*** Records provided ***

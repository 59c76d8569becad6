//! Error types shared by the finder crates.

use thiserror::Error;

/// Result type alias using FinderError as the error type.
pub type Result<T> = std::result::Result<T, FinderError>;

/// Top-level error type for core operations.
#[derive(Debug, Error)]
pub enum FinderError {
    /// Configuration errors
    #[error("Configuration error: {0}")]
    Config(#[from] ConfigError),

    /// Logging could not be initialised
    #[error("Logging setup failed: {0}")]
    Logging(String),
}

/// Errors raised while loading or validating configuration.
#[derive(Debug, Error, PartialEq, Eq)]
pub enum ConfigError {
    /// Failed to load configuration
    #[error("Failed to load configuration from {path}: {reason}")]
    LoadFailed { path: String, reason: String },

    /// Invalid configuration format
    #[error("Invalid configuration format: {reason}")]
    InvalidFormat { reason: String },

    /// Invalid configuration value
    #[error("Invalid configuration value for '{field}': {reason}")]
    InvalidValue { field: String, reason: String },
}

impl ConfigError {
    pub(crate) fn invalid(field: &str, reason: impl Into<String>) -> Self {
        ConfigError::InvalidValue {
            field: field.to_string(),
            reason: reason.into(),
        }
    }
}
//! Parent-process supervision for the sidecar
//!
//! The sidecar is launched by a host application and must never outlive it.
//! [`ParentProcess::attach`] takes a handle to the host's pid at startup (a
//! missing process is fatal), and [`LifecycleSupervisor`] waits for that
//! process on a dedicated thread. When the parent exits, or the wait itself
//! fails, the exit action runs; the standalone binary uses [`terminate`],
//! which ends the whole process immediately.
//!
//! ```no_run
//! use oscq_supervisor::{terminate, LifecycleSupervisor, ParentProcess};
//! use tokio_util::sync::CancellationToken;
//!
//! let parent = ParentProcess::attach(4242)?;
//! let _supervisor = LifecycleSupervisor::spawn(parent, CancellationToken::new(), terminate)?;
//! # Ok::<(), oscq_supervisor::SupervisorError>(())
//! ```

pub mod error;
pub mod process;
pub mod supervisor;

pub use error::{Result, SupervisorError};
pub use process::{ParentProcess, WaitOutcome};
pub use supervisor::{terminate, ExitReason, LifecycleSupervisor};
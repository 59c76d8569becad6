//! # listen-for-vrc
//!
//! Sidecar that follows the OSCQuery port of the local VRChat client.
//!
//! The process browses mDNS for `_oscjson._tcp.local.` instances named
//! `VRChat-Client-*` and prints `FOUND:<port>` to stdout every time the
//! advertised port changes. Logs go to stderr. With `--pid=<N>` the sidecar
//! refuses to start when process N is not running and exits as soon as it
//! terminates.

pub mod app;
pub mod cli;

pub use app::{run, Sidecar};
pub use cli::Cli;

***

(Task description) Copy each line exactly, from the line containing "advertised port changes." down to the last line of the material, and no other lines.

(Result of the exercise)
//! advertised port changes. Logs go to stderr. With `--pid=<N>` the sidecar
//! refuses to start when process N is not running and exits as soon as it
//! terminates.

pub mod app;
pub mod cli;

pub use app::{run, Sidecar};
pub use cli::Cli;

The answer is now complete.